* _Your assignment_
Please copy every line with the string "CacheError" from the entries below.

* _Records supplied_
★ ★ ★ ★ ★ ★ ★

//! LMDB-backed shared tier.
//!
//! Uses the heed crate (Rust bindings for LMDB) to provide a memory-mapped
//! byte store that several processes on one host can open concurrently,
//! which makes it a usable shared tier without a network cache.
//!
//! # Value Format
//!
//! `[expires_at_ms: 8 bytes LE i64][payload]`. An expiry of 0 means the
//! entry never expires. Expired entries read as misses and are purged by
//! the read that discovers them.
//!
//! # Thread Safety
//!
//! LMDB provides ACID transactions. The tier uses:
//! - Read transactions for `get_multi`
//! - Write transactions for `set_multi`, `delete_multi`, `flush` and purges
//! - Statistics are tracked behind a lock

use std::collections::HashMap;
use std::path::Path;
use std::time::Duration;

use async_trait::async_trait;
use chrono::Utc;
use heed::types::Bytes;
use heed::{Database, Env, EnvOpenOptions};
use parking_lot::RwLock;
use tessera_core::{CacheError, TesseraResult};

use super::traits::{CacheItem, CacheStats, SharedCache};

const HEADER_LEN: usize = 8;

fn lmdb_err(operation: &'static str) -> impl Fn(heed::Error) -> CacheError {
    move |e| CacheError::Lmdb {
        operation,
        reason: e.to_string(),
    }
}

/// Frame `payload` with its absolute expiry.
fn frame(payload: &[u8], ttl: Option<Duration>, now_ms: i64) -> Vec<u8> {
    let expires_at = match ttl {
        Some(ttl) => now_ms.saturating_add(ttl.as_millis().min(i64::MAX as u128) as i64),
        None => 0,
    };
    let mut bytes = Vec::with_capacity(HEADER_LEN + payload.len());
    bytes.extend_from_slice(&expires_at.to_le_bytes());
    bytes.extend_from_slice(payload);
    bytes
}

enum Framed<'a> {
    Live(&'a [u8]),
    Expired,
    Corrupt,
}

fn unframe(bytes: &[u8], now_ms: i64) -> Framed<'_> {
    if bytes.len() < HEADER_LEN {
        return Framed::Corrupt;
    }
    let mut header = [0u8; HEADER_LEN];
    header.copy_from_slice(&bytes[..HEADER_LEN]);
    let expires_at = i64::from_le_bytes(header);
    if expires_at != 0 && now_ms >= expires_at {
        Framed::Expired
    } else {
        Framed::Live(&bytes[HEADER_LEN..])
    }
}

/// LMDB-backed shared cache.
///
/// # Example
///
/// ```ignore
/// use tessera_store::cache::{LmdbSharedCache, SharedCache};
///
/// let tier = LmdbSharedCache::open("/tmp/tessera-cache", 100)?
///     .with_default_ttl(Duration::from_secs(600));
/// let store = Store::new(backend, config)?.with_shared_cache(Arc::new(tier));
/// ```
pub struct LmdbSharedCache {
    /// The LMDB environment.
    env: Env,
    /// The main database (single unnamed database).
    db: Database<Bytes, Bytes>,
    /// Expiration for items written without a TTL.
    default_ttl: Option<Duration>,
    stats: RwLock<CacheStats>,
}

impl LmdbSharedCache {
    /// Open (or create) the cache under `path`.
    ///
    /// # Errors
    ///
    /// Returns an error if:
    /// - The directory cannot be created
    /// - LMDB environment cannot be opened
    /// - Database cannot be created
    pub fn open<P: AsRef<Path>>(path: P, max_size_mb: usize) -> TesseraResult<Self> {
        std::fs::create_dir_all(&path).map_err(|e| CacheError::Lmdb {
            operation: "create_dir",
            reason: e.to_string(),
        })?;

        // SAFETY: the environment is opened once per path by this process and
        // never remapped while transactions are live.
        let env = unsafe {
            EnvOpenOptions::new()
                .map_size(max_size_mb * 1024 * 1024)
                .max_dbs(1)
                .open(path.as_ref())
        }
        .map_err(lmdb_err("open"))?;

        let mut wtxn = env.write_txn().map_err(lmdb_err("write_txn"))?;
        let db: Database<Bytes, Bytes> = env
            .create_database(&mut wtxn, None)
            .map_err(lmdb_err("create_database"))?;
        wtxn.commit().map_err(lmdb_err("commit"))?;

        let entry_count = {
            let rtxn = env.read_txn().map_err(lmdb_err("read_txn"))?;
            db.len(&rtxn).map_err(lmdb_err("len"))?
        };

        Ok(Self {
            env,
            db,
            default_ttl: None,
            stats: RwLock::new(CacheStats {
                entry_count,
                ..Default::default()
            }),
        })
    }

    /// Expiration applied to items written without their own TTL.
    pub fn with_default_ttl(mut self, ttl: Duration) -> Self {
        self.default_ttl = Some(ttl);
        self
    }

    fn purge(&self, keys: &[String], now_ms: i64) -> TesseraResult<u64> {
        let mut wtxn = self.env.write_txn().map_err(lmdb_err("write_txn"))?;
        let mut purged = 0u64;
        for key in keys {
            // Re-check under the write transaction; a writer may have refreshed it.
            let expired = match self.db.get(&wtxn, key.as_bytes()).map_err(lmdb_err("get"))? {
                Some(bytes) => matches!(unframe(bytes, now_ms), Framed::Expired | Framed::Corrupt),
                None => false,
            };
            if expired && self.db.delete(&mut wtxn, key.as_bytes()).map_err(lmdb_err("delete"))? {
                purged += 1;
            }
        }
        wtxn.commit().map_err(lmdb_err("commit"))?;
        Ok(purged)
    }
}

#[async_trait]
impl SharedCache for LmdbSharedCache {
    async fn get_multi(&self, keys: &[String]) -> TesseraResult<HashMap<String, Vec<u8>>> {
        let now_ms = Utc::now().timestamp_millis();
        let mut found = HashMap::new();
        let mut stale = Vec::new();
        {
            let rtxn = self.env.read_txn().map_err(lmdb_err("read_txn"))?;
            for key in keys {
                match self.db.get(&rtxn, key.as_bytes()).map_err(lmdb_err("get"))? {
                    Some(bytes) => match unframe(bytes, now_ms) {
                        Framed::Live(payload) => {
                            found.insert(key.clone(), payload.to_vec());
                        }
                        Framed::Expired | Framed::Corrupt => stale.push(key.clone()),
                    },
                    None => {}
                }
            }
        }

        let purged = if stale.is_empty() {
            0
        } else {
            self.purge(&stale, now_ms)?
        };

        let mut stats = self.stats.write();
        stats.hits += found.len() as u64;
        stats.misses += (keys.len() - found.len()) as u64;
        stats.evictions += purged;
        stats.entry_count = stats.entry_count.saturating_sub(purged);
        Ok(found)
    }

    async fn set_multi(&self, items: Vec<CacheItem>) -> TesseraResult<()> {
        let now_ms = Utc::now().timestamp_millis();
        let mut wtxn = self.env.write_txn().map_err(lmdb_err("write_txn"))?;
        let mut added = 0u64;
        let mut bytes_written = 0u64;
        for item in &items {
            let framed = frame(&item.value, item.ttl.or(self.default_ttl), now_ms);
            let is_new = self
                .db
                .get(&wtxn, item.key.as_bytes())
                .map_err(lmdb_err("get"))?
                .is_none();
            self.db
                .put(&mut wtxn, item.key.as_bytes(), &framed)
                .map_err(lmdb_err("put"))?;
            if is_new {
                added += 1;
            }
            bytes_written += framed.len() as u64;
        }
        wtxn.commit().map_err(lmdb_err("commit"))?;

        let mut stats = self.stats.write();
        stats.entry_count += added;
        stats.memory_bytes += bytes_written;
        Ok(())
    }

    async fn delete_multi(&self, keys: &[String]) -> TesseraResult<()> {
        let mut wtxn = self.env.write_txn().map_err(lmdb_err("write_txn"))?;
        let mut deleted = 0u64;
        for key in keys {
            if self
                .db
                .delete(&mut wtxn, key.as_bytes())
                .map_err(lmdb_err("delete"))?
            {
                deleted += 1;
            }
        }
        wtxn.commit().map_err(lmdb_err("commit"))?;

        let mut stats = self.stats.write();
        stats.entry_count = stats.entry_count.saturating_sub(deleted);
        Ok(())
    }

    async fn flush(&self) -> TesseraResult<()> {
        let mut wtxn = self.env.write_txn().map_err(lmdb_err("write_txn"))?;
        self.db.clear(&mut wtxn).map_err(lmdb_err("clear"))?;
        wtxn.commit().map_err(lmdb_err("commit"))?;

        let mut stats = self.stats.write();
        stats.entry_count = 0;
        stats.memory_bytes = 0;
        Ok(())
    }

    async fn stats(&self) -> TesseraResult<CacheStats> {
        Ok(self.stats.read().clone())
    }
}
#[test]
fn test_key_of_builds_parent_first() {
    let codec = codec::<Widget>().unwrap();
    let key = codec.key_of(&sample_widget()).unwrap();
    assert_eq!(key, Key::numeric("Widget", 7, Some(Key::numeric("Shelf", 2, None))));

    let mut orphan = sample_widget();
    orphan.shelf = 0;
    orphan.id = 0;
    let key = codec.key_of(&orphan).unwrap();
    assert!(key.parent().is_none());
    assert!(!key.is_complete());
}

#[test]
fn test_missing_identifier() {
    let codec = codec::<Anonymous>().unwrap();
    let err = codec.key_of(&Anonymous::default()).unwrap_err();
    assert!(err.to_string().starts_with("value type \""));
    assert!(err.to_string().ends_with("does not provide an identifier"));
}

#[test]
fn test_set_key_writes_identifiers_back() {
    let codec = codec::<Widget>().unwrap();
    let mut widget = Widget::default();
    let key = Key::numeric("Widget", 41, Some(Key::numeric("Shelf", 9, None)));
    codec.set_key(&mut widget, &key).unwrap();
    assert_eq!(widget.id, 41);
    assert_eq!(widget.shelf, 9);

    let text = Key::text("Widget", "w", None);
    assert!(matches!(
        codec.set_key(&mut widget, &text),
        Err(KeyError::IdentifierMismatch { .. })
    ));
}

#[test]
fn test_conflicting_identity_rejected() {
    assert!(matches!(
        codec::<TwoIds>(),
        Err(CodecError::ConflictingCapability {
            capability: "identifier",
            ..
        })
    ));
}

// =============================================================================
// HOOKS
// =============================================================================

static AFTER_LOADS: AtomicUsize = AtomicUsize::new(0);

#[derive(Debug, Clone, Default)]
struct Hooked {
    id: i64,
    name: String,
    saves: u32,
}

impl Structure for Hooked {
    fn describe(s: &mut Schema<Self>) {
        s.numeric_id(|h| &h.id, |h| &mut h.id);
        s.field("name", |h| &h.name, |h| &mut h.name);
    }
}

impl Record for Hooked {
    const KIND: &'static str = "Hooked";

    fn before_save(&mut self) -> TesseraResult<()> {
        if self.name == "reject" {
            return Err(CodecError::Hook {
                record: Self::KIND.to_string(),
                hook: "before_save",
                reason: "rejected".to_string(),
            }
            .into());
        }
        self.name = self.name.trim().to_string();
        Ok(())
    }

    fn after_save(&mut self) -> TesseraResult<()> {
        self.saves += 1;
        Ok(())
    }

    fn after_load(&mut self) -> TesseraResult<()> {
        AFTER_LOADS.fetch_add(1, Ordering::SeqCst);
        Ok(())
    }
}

★ ★ ★ ★ ★ ★ ★

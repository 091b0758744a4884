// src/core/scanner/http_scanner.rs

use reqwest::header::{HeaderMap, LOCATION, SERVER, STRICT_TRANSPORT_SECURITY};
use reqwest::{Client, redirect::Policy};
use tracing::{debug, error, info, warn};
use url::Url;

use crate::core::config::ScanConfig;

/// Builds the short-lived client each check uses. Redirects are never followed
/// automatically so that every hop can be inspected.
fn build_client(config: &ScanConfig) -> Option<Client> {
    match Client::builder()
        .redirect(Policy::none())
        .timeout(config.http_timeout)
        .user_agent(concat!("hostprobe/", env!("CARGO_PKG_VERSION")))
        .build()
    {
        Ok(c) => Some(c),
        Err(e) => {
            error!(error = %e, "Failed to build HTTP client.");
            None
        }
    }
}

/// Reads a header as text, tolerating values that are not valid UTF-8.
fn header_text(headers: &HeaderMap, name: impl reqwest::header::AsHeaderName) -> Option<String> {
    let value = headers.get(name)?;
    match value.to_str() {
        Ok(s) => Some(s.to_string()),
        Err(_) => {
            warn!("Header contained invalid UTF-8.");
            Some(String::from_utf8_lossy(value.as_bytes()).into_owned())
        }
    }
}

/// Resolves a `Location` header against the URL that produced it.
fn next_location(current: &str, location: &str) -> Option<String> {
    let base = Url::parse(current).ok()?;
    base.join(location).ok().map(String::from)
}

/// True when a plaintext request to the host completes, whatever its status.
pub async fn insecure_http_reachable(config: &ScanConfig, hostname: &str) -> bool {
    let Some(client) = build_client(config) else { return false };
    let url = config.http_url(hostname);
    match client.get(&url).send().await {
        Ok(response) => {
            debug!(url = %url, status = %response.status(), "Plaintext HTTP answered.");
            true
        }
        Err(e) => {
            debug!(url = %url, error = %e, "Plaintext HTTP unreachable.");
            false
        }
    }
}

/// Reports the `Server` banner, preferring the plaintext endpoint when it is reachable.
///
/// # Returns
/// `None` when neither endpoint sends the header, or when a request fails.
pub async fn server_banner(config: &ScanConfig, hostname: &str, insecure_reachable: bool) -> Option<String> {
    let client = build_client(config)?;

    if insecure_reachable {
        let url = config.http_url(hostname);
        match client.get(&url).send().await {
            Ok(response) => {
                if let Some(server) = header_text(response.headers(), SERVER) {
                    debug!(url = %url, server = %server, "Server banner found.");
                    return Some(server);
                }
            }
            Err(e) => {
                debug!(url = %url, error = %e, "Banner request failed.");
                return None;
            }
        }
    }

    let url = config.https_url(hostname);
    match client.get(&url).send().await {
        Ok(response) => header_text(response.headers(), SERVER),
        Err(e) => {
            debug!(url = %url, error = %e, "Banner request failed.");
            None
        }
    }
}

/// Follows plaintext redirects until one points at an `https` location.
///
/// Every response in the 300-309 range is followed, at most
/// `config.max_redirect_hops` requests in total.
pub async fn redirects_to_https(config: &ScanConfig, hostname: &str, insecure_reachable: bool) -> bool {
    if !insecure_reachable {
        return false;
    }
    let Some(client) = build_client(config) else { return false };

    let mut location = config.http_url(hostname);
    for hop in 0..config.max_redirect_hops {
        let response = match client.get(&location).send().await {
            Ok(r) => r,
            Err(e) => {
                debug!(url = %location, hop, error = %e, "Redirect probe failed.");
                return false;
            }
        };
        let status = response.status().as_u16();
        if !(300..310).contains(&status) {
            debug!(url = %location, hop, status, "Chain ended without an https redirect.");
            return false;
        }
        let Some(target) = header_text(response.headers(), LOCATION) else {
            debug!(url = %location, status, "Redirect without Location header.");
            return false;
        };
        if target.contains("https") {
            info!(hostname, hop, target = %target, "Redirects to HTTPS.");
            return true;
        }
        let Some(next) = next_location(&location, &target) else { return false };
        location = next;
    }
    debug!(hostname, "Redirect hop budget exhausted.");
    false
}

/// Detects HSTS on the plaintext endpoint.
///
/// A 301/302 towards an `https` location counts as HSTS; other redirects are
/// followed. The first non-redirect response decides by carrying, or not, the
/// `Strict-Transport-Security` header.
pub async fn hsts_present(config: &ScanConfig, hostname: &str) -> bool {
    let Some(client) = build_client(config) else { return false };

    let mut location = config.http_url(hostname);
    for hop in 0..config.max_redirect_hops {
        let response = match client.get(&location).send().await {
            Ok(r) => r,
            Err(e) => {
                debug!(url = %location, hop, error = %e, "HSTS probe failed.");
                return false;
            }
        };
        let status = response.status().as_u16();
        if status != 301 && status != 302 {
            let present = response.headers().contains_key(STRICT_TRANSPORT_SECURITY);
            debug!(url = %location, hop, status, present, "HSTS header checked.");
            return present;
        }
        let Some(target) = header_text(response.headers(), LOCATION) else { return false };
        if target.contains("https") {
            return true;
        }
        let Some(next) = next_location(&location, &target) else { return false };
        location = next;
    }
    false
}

★ ★ ★ ★ ★ ★ ★

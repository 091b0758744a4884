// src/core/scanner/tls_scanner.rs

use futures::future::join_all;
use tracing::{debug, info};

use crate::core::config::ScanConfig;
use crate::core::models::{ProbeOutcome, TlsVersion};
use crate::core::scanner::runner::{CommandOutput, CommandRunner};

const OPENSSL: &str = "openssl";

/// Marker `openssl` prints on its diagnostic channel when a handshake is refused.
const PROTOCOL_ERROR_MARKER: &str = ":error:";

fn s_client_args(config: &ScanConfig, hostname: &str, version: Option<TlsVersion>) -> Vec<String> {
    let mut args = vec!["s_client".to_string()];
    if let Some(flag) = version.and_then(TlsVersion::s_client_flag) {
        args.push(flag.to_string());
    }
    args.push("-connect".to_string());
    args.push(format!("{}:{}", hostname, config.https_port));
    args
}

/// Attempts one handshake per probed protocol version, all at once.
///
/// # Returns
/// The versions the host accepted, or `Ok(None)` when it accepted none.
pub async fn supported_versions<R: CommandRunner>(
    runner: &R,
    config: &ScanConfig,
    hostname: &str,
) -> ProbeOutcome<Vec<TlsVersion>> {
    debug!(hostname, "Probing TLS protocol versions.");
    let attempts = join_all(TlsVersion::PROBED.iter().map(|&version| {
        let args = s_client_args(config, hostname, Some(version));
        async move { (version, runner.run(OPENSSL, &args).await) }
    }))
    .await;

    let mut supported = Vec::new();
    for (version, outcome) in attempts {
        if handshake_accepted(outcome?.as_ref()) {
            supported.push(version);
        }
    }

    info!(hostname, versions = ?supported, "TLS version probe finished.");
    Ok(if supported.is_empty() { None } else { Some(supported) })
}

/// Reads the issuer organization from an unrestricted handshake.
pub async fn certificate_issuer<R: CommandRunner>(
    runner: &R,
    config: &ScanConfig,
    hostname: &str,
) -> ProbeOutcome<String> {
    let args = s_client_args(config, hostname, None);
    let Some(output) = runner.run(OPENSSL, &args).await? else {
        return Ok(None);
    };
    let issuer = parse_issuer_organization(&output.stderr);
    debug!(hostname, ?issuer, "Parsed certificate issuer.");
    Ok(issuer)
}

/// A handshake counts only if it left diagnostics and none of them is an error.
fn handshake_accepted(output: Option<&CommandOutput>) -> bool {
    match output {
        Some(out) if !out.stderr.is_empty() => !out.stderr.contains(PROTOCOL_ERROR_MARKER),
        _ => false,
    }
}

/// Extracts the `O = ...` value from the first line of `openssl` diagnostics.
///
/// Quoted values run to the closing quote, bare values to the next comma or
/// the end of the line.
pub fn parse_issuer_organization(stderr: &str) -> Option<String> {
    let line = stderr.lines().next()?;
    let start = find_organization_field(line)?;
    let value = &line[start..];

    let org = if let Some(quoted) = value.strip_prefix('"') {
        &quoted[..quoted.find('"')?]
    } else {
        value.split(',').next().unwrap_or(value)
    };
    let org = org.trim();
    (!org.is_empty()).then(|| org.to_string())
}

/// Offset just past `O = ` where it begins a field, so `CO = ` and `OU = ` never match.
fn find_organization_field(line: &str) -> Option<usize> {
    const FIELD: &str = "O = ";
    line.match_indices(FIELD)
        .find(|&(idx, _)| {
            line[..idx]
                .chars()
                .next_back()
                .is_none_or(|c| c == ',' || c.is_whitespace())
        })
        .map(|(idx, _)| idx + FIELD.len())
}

★ ★ ★ ★ ★ ★ ★

* _Solution for this exercise_
use tessera_core::{CacheError, TesseraResult};
fn lmdb_err(operation: &'static str) -> impl Fn(heed::Error) -> CacheError {
    move |e| CacheError::Lmdb {
        std::fs::create_dir_all(&path).map_err(|e| CacheError::Lmdb {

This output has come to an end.